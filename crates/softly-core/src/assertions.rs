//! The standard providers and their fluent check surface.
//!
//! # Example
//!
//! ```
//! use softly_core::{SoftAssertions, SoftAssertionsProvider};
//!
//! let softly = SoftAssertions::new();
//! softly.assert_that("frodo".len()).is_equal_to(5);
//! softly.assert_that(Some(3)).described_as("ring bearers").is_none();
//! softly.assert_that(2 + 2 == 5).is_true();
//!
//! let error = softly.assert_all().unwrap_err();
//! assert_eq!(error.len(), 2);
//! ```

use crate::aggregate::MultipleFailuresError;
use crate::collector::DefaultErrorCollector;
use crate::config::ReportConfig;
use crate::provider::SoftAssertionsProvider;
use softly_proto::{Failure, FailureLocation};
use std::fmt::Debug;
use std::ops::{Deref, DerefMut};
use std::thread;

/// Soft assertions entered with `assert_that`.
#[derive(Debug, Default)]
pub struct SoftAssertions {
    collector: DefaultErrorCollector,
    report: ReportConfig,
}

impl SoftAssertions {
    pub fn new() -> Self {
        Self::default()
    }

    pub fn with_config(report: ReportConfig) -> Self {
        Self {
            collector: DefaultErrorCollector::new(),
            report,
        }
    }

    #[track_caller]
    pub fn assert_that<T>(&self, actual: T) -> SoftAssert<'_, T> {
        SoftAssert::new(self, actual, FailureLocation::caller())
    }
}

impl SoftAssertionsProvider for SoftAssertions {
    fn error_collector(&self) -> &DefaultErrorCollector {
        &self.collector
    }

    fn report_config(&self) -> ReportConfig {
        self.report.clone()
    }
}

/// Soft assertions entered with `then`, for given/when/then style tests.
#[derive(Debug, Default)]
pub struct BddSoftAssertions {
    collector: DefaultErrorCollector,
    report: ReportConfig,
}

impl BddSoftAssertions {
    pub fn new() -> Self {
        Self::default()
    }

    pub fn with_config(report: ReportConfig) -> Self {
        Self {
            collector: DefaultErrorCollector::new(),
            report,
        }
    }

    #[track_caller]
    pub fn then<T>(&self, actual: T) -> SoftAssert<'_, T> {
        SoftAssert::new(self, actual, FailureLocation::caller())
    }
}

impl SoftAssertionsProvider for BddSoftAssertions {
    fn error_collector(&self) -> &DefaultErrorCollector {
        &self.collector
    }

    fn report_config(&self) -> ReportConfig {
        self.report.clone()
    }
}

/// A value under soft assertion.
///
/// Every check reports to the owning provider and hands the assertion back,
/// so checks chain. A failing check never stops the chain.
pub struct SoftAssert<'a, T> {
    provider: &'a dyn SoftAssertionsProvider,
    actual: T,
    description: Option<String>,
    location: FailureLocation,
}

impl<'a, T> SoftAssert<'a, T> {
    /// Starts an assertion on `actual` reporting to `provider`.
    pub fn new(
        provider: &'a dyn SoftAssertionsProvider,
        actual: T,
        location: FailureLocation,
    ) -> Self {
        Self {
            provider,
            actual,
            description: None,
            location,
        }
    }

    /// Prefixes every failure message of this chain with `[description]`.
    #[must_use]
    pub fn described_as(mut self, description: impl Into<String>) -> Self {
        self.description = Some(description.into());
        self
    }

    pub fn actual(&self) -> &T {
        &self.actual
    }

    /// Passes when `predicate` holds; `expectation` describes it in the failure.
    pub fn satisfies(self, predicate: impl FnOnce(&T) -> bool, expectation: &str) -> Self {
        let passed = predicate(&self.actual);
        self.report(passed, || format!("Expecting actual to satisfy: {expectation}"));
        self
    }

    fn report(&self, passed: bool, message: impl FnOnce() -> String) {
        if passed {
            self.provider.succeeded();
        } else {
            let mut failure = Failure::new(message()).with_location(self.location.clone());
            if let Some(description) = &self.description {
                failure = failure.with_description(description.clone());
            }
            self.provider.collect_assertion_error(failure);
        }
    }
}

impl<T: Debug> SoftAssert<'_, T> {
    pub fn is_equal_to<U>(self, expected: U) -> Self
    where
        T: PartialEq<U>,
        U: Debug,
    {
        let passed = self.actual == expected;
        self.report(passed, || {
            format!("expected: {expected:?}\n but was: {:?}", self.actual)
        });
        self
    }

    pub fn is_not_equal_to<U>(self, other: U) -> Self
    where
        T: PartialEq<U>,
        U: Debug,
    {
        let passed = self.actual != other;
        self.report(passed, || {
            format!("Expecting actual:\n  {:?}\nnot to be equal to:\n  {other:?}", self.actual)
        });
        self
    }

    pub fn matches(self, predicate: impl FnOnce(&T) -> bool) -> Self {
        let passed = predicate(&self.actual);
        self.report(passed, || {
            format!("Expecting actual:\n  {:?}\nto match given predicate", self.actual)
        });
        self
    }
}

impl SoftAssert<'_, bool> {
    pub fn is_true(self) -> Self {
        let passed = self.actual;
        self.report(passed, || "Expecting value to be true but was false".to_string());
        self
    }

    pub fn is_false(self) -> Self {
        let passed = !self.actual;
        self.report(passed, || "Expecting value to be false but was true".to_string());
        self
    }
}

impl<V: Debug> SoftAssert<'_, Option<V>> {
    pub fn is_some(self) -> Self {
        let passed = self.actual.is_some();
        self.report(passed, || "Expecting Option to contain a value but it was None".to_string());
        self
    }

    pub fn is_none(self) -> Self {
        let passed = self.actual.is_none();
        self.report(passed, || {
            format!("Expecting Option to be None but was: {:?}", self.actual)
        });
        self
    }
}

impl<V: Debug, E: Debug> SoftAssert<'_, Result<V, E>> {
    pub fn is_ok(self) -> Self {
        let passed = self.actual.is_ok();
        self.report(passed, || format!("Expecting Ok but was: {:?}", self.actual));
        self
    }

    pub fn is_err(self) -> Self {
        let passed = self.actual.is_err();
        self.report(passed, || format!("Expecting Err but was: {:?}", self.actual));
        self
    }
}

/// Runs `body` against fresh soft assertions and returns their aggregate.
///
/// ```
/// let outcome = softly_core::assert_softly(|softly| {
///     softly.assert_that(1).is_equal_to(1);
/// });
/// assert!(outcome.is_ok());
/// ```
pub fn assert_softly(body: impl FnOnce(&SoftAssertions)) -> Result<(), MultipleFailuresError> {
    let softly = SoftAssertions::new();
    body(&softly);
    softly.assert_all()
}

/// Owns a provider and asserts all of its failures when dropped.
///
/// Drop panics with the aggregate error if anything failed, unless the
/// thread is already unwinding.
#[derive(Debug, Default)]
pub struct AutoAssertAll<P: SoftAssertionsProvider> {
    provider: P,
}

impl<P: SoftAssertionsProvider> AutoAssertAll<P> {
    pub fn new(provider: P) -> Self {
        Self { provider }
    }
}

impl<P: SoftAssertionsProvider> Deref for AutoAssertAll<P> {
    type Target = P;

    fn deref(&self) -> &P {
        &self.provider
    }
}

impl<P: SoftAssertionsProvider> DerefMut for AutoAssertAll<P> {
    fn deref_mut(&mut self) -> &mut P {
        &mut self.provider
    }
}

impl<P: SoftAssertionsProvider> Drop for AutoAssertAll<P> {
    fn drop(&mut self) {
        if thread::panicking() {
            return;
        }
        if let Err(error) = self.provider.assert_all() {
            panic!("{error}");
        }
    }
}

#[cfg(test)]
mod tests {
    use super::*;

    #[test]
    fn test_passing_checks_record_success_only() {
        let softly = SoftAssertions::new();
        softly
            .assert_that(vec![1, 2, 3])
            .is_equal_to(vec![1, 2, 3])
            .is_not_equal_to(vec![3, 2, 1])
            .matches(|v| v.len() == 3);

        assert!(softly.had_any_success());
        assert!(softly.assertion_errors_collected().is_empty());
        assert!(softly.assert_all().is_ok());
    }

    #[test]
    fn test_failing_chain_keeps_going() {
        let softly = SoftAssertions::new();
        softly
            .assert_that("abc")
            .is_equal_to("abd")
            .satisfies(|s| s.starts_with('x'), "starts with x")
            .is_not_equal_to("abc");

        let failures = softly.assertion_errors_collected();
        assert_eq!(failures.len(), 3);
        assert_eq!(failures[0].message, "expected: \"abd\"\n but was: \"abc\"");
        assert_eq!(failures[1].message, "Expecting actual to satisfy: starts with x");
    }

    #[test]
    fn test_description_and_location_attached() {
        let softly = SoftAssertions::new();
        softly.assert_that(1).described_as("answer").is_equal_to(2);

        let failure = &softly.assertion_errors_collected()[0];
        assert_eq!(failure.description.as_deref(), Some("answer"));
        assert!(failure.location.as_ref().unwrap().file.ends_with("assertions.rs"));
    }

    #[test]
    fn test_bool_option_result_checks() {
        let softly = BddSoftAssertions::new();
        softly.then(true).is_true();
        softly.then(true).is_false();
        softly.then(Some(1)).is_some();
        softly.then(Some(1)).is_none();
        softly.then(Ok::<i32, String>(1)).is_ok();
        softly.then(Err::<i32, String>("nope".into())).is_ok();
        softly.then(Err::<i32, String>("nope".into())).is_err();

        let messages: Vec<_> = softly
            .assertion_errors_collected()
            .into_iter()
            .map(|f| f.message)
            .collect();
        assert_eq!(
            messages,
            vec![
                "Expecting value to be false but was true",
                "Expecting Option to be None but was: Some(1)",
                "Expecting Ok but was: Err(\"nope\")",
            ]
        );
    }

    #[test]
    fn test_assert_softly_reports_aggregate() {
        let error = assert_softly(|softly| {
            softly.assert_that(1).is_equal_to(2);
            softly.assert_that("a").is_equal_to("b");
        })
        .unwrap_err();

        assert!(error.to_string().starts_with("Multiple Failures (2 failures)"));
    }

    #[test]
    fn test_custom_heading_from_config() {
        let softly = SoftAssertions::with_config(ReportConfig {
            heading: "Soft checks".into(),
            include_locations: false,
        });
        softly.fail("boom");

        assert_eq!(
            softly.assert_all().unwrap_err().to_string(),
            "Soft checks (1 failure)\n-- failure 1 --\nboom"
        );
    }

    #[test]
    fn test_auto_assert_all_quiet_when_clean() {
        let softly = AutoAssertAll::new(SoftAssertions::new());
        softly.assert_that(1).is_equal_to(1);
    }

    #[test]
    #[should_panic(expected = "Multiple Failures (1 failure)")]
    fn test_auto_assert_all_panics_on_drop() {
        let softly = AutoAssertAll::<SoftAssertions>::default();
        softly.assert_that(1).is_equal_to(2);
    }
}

[Instructions to follow]: Look above for the line holding "impl SoftAssertionsProvider for SoftAssertions" and the line holding "impl SoftAssertionsProvider for BddSoftAssertions", then output exactly those two lines and every line between them, nothing more.

[Answer to this problem]:
impl SoftAssertionsProvider for SoftAssertions {
    fn error_collector(&self) -> &DefaultErrorCollector {
        &self.collector
    }

    fn report_config(&self) -> ReportConfig {
        self.report.clone()
    }
}

/// Soft assertions entered with `then`, for given/when/then style tests.
#[derive(Debug, Default)]
pub struct BddSoftAssertions {
    collector: DefaultErrorCollector,
    report: ReportConfig,
}

impl BddSoftAssertions {
    pub fn new() -> Self {
        Self::default()
    }

    pub fn with_config(report: ReportConfig) -> Self {
        Self {
            collector: DefaultErrorCollector::new(),
            report,
        }
    }

    #[track_caller]
    pub fn then<T>(&self, actual: T) -> SoftAssert<'_, T> {
        SoftAssert::new(self, actual, FailureLocation::caller())
    }
}

impl SoftAssertionsProvider for BddSoftAssertions {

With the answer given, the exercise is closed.